Penunjukkan Yazid sebagai putra mahkota telah melahirkan reaksi dari masyrakat. Proses terjadi dimasyarakat karena Muawiyyah telah mengubah sistem suksesi peminpin; di samping itu, pengangkatan Yazid sebagai pengganti Muawiyyah berarti telah terjadi pelanggaran perjanjian antara Muawiyyah dengan Hasan Ibn Ali ra .
Ketika Yazid naik tahta, sejumlah tokoh terkemuka di Madinah menolak melakukan bai’at. Akan tetapi, Muawiyyah berhasil memaksa mereka untuk melakukan bai’at. Dua tokoh yang tidak berhasil dipaksa melakukan bai’at adalah Husain Ibn Ali dan Abd Allah Ibn Zuabair. Apa yang dilakukan dan dicontohkan oleh Muawiyyah membentuk kepemimpinan pemerintahan dengan sistem kerajaan meniru peradaban Persia dan Bizantium pada hakikatnya adalah perkara baru (bid’ah).
Rasulullah bersabda : “Tidak boleh bagi tiga orang berada dimanapun di bumi ini, tanpa mengambil salah seorang diantara mereka sebagai amir (pemimpin) ”
Sungguh, dianggap (penisbatan) berkhianat kepada Allah , Rasul-Nya dan kaum mukminin, merupakan ancaman keras bagi siapapun yang tidak bertanggung jawab dalam memilih pemimpin, sebagaimana sabda Rasulullah yang diriwayatkan dari Ibnu Abbas: “Barangsiapa memilih seseorang menjadi pemimpin untuk suatu kelompok, yang di kelompok itu ada orang yang lebih diridhai Allah dari pada orang tersebut, maka ia telah berkhianat kepada Allah, Rasul-Nya dan orang-orang yang beriman.” (HR. Hakim)
Dalam sejarah Islam kita kenal adanya ahlu a-halli wa al-‘aqdi yang merupakan demokrasi berdasarkan perwakilan yang berkompetensi dan terpercaya. Ketetapan/fatwa/kebijaksanaan diambil dengan permusyawaratan / perwakilan.
Musyawarah untuk mufakat sistem perwakilan yang berkompetensi dan terpercaya atau ahlu a-halli wa al-‘aqdi telah dicontohkan oleh para Khulafaur Rasyidin dalam menetapkan khalifah pertama setelah wafatnya Sayyidina Muhammad shallallahu alaihi wasallam.
Begitupula , pemerintahan kerajaan dinasti Saudi dan pemerintahan beberapa negara lainnya yang dipimpin oleh penguasa negara yang beragama Islam menjadikan kaum kafir sebagai teman kepercayaan, penasehat, pelindung dan pemimpin.

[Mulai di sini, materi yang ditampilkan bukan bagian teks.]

//! Status endpoint: liveness plus a summary of the registry

use axum::extract::State;
use axum::Json;
use knockout_tournament::TournamentStatus;
use serde::Serialize;
use std::sync::Arc;

use crate::error::ApiError;
use crate::state::ServerState;

#[derive(Serialize)]
pub struct StatusResponse {
    pub status: &'static str,
    pub version: &'static str,
    pub engine: &'static str,
    pub tournaments: usize,
    pub open: usize,
    pub ongoing: usize,
}

pub async fn status_handler(
    State(state): State<Arc<ServerState>>,
) -> Result<Json<StatusResponse>, ApiError> {
    let registry = state.read()?;
    Ok(Json(StatusResponse {
        status: "ok",
        version: env!("CARGO_PKG_VERSION"),
        engine: "single-elimination",
        tournaments: registry.len(),
        open: registry.count_with_status(TournamentStatus::Registration),
        ongoing: registry.count_with_status(TournamentStatus::Ongoing),
    }))
}
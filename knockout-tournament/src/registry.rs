//! In-memory tournament collection
//!
//! Level 1 - Orchestration

use knockout_core::PlayerId;
use std::collections::BTreeMap;

use crate::config::TournamentConfig;
use crate::error::TournamentError;
use crate::tournament::{Tournament, TournamentId, TournamentStatus};
use crate::Result;

/// Owns every tournament and allocates their ids
#[derive(Debug, Default)]
pub struct TournamentRegistry {
    next_id: u64,
    tournaments: BTreeMap<TournamentId, Tournament>,
}

impl TournamentRegistry {
    pub fn new() -> Self {
        Self::default()
    }

    /// Open a new tournament for registration
    pub fn create(
        &mut self,
        owner_id: PlayerId,
        title: &str,
        description: Option<String>,
        config: &TournamentConfig,
    ) -> Result<&Tournament> {
        let id = TournamentId(self.next_id + 1);
        let tournament = Tournament::new(id, owner_id, title, description, config)?;
        self.next_id += 1;

        tracing::info!("Created tournament {} \"{}\"", id, tournament.title);
        Ok(self.tournaments.entry(id).or_insert(tournament))
    }

    pub fn get(&self, id: TournamentId) -> Result<&Tournament> {
        self.tournaments
            .get(&id)
            .ok_or(TournamentError::NotFound(id))
    }

    pub fn get_mut(&mut self, id: TournamentId) -> Result<&mut Tournament> {
        self.tournaments
            .get_mut(&id)
            .ok_or(TournamentError::NotFound(id))
    }

    /// Newest first
    pub fn list(&self, limit: usize, offset: usize) -> Vec<&Tournament> {
        self.tournaments
            .values()
            .rev()
            .skip(offset)
            .take(limit)
            .collect()
    }

    pub fn count_with_status(&self, status: TournamentStatus) -> usize {
        self.tournaments
            .values()
            .filter(|t| t.status == status)
            .count()
    }

    pub fn len(&self) -> usize {
        self.tournaments.len()
    }

    pub fn is_empty(&self) -> bool {
        self.tournaments.is_empty()
    }
}

#[cfg(test)]
mod tests {
    use super::*;

    #[test]
    fn test_create_allocates_ids() {
        let mut registry = TournamentRegistry::new();
        let config = TournamentConfig::default();
        let a = registry.create(PlayerId(1), "A", None, &config).unwrap().id;
        let b = registry.create(PlayerId(1), "B", None, &config).unwrap().id;
        assert_eq!(a, TournamentId(1));
        assert_eq!(b, TournamentId(2));
        assert_eq!(registry.len(), 2);
    }

    #[test]
    fn test_create_rejects_without_consuming_id() {
        let mut registry = TournamentRegistry::new();
        let config = TournamentConfig::default();
        assert_eq!(
            registry.create(PlayerId(1), "", None, &config).unwrap_err(),
            TournamentError::BadTitle
        );
        assert!(registry.is_empty());
        let id = registry.create(PlayerId(1), "A", None, &config).unwrap().id;
        assert_eq!(id, TournamentId(1));
    }

    #[test]
    fn test_list_newest_first_with_paging() {
        let mut registry = TournamentRegistry::new();
        let config = TournamentConfig::default();
        for title in ["A", "B", "C", "D"] {
            registry.create(PlayerId(1), title, None, &config).unwrap();
        }
        let titles: Vec<&str> = registry.list(2, 1).iter().map(|t| t.title.as_str()).collect();
        assert_eq!(titles, vec!["C", "B"]);
        assert!(registry.list(10, 4).is_empty());
    }

    #[test]
    fn test_count_with_status() {
        let mut registry = TournamentRegistry::new();
        let config = TournamentConfig::default();
        for title in ["A", "B", "C"] {
            registry.create(PlayerId(1), title, None, &config).unwrap();
        }
        registry.get_mut(TournamentId(2)).unwrap().cancel().unwrap();

        assert_eq!(registry.count_with_status(TournamentStatus::Registration), 2);
        assert_eq!(registry.count_with_status(TournamentStatus::Canceled), 1);
        assert_eq!(registry.count_with_status(TournamentStatus::Ongoing), 0);
    }

    #[test]
    fn test_get_missing() {
        let registry = TournamentRegistry::new();
        assert_eq!(
            registry.get(TournamentId(5)).unwrap_err(),
            TournamentError::NotFound(TournamentId(5))
        );
    }
}
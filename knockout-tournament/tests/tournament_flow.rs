//! End-to-end tournament flows over the bracket engine

use knockout_core::{MatchStatus, Player, PlayerId};
use knockout_tournament::{
    Seeding, TournamentConfig, TournamentError, TournamentRegistry, TournamentStatus,
};

// ============================================================================
// TEST FIXTURES
// ============================================================================

fn registry_with_players(n: u64, config: TournamentConfig) -> (TournamentRegistry, knockout_tournament::TournamentId) {
    let mut registry = TournamentRegistry::new();
    let id = registry
        .create(PlayerId(1000), "Pong Night", Some("weekly".to_string()), &config)
        .unwrap()
        .id;
    let tournament = registry.get_mut(id).unwrap();
    for i in 1..=n {
        tournament.join(Player::new(i, format!("player-{}", i))).unwrap();
    }
    (registry, id)
}

// ============================================================================
// FLOWS
// ============================================================================

#[test]
fn test_full_tournament_with_byes() {
    for n in 2..=8 {
        let config = TournamentConfig::default().with_max_players(8);
        let (mut registry, id) = registry_with_players(n, config);
        let tournament = registry.get_mut(id).unwrap();
        tournament.start().unwrap();

        // Play-module loop: start each ready match, then report the left side winning
        loop {
            let next = tournament
                .bracket()
                .and_then(|b| b.ready_pairings().first().copied());
            let Some(pairing) = next else { break };
            tournament.start_match(pairing.match_id).unwrap();
            tournament.record_result(pairing.match_id, 11, 7).unwrap();
        }

        assert_eq!(tournament.status, TournamentStatus::Finished, "n={}", n);
        // Left side always wins, so the first seed takes it
        assert_eq!(tournament.champion().map(|p| p.id), Some(PlayerId(1)), "n={}", n);

        let bracket = tournament.bracket().unwrap();
        assert!(bracket.matches().all(|m| m.status == MatchStatus::Completed));

        let standings = tournament.standings();
        assert_eq!(standings.len(), n as usize);
        assert_eq!(standings[0].placement, Some(1));
        assert!(standings.iter().all(|s| s.placement.is_some()));
    }
}

#[test]
fn test_shuffled_tournament_is_reproducible() {
    let config = TournamentConfig::default()
        .with_max_players(16)
        .with_seeding(Seeding::Shuffled { seed: Some(2024) });

    let (mut a, id_a) = registry_with_players(12, config.clone());
    let (mut b, id_b) = registry_with_players(12, config);
    let draw_a = a.get_mut(id_a).unwrap().start().unwrap().player_ids();
    let draw_b = b.get_mut(id_b).unwrap().start().unwrap().player_ids();
    assert_eq!(draw_a, draw_b);
    assert_eq!(draw_a.len(), 12);
}

#[test]
fn test_three_player_final_waits_for_semifinal() {
    let (mut registry, id) = registry_with_players(3, TournamentConfig::default());
    let tournament = registry.get_mut(id).unwrap();
    tournament.start().unwrap();

    let bracket = tournament.bracket().unwrap();
    let final_id = bracket.final_match().unwrap().id;
    assert_eq!(bracket.get(final_id).unwrap().status, MatchStatus::Pending);
    assert_eq!(
        tournament.record_result(final_id, 3, 1).unwrap_err(),
        TournamentError::MatchNotReady(final_id)
    );

    let semi = tournament.bracket().unwrap().ready_pairings()[0];
    tournament.record_result(semi.match_id, 0, 3).unwrap();
    let bracket = tournament.bracket().unwrap();
    assert_eq!(bracket.get(final_id).unwrap().status, MatchStatus::Ready);

    tournament.record_result(final_id, 3, 1).unwrap();
    assert_eq!(tournament.champion().map(|p| p.id), Some(PlayerId(2)));
}

#[test]
fn test_tournament_serializes_with_bracket() {
    let (mut registry, id) = registry_with_players(4, TournamentConfig::default());
    let tournament = registry.get_mut(id).unwrap();
    tournament.start().unwrap();

    let json = serde_json::to_value(&*tournament).unwrap();
    assert_eq!(json["status"], "ongoing");
    assert_eq!(json["title"], "Pong Night");
    assert_eq!(json["bracket"]["rounds"].as_array().unwrap().len(), 2);
}
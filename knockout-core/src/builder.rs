//! Bracket construction
//!
//! Seeding is "as listed": the roster is padded with byes up to the next
//! power of two and consecutive slots are paired. Callers that want a random
//! draw shuffle the roster first.

use rustc_hash::FxHashSet;

use crate::bracket::{Bracket, Match, MatchId};
use crate::error::{BracketError, Result};
use crate::roster::{PlayerId, Roster};
use crate::slot::Slot;

impl Bracket {
    /// Build a settled bracket from an ordered list of distinct player ids
    pub fn build(players: &[PlayerId]) -> Result<Self> {
        validate_roster(players)?;

        let size = players.len().next_power_of_two();
        let slots = seed_slots(players, size);
        let rounds = build_rounds(&slots);

        let mut bracket = Bracket::from_rounds(rounds)?;
        bracket.settle();

        tracing::info!(
            "Built bracket: {} players, size {}, {} rounds, {} matches",
            players.len(),
            size,
            bracket.round_count(),
            bracket.match_count()
        );

        Ok(bracket)
    }

    /// Build from a roster, in roster order
    pub fn from_roster(roster: &Roster) -> Result<Self> {
        Self::build(&roster.ids())
    }
}

fn validate_roster(players: &[PlayerId]) -> Result<()> {
    if players.len() < 2 {
        return Err(BracketError::InvalidRosterSize {
            count: players.len(),
        });
    }

    let mut seen = FxHashSet::default();
    for &id in players {
        if !seen.insert(id) {
            return Err(BracketError::DuplicatePlayer(id));
        }
    }

    Ok(())
}

/// Players first, byes fill the rest
fn seed_slots(players: &[PlayerId], size: usize) -> Vec<Slot> {
    let mut slots: Vec<Slot> = players.iter().map(|&id| Slot::player(id)).collect();
    slots.resize(size, Slot::Bye);
    slots
}

/// Round 0 from slot pairs, then halve until the final
fn build_rounds(slots: &[Slot]) -> Vec<Vec<Match>> {
    let mut next_id = 0u32;
    let mut allocate = || {
        let id = MatchId(next_id);
        next_id += 1;
        id
    };

    let first: Vec<Match> = slots
        .chunks(2)
        .enumerate()
        .map(|(order, pair)| Match::new(allocate(), 0, order, pair[0], pair[1]))
        .collect();

    let mut rounds = vec![first];
    loop {
        let next: Vec<Match> = match rounds.last() {
            Some(previous) if previous.len() > 1 => {
                let round = rounds.len();
                previous
                    .chunks(2)
                    .enumerate()
                    .map(|(order, pair)| {
                        Match::new(
                            allocate(),
                            round,
                            order,
                            Slot::winner_of(pair[0].id),
                            Slot::winner_of(pair[1].id),
                        )
                    })
                    .collect()
            }
            _ => break,
        };
        rounds.push(next);
    }

    rounds
}

#[cfg(test)]
mod tests {
    use super::*;
    use crate::bracket::MatchStatus;

    fn ids(n: u64) -> Vec<PlayerId> {
        (1..=n).map(PlayerId).collect()
    }

    #[test]
    fn test_rejects_small_rosters() {
        assert_eq!(
            Bracket::build(&[]),
            Err(BracketError::InvalidRosterSize { count: 0 })
        );
        assert_eq!(
            Bracket::build(&ids(1)),
            Err(BracketError::InvalidRosterSize { count: 1 })
        );
    }

    #[test]
    fn test_rejects_duplicate_players() {
        let players = vec![PlayerId(1), PlayerId(2), PlayerId(1)];
        assert_eq!(
            Bracket::build(&players),
            Err(BracketError::DuplicatePlayer(PlayerId(1)))
        );
    }

    #[test]
    fn test_shape_for_small_rosters() {
        for n in 2..=8u64 {
            let bracket = Bracket::build(&ids(n)).unwrap();
            let size = (n as usize).next_power_of_two();
            assert_eq!(bracket.size(), size, "n={}", n);
            assert_eq!(bracket.round_count(), size.trailing_zeros() as usize, "n={}", n);
            assert_eq!(bracket.match_count(), size - 1, "n={}", n);
            assert_eq!(bracket.bye_count(), size - n as usize, "n={}", n);
            assert_eq!(bracket.player_ids(), ids(n), "n={}", n);
        }
    }

    #[test]
    fn test_two_players_single_ready_match() {
        let bracket = Bracket::build(&ids(2)).unwrap();
        assert_eq!(bracket.match_count(), 1);
        assert_eq!(bracket.bye_count(), 0);
        let only = bracket.final_match().unwrap();
        assert_eq!(only.left, Slot::player(PlayerId(1)));
        assert_eq!(only.right, Slot::player(PlayerId(2)));
        assert_eq!(only.status, MatchStatus::Ready);
    }

    #[test]
    fn test_three_players_one_bye() {
        let bracket = Bracket::build(&ids(3)).unwrap();
        let first = &bracket.rounds()[0];
        assert_eq!(first[0].status, MatchStatus::Ready);
        assert_eq!(first[1].right, Slot::Bye);
        assert_eq!(first[1].status, MatchStatus::Completed);
        assert_eq!(first[1].winner, Some(PlayerId(3)));

        let completed = first.iter().filter(|m| m.is_completed()).count();
        assert_eq!(completed, 1);

        // Final waits for the real semifinal
        let last = bracket.final_match().unwrap();
        assert_eq!(last.status, MatchStatus::Pending);
        assert_eq!(last.winner, None);
    }

    #[test]
    fn test_later_rounds_reference_previous_pairs() {
        let bracket = Bracket::build(&ids(8)).unwrap();
        for r in 1..bracket.round_count() {
            for (o, m) in bracket.rounds()[r].iter().enumerate() {
                let previous = &bracket.rounds()[r - 1];
                assert_eq!(m.left, Slot::winner_of(previous[2 * o].id));
                assert_eq!(m.right, Slot::winner_of(previous[2 * o + 1].id));
            }
        }
    }

    #[test]
    fn test_ids_are_unique_and_dense() {
        let bracket = Bracket::build(&ids(6)).unwrap();
        let mut all: Vec<u32> = bracket.matches().map(|m| m.id.0).collect();
        all.sort_unstable();
        assert_eq!(all, (0..7).collect::<Vec<_>>());
    }
}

Firman Allah Azza wa Jalla,
“Tidakkah kamu perhatikan orang-orang yang menjadikan suatu kaum yang dimurkai Allah sebagai teman? Orang-orang itu bukan dari golongan kamu dan bukan (pula) dari golongan mereka. Dan mereka bersumpah untuk menguatkan kebohongan, sedang mereka mengetahui“. (QS Al Mujaadilah [58]:14 )
“Janganlah orang-orang mu’min mengambil orang-orang kafir menjadi wali (pemimpin) dan meninggalkan orang-orang mu’min. Barang siapa berbuat demikian, niscaya lepaslah ia dari pertolongan Allah…” (Qs. Ali-Imran : 28)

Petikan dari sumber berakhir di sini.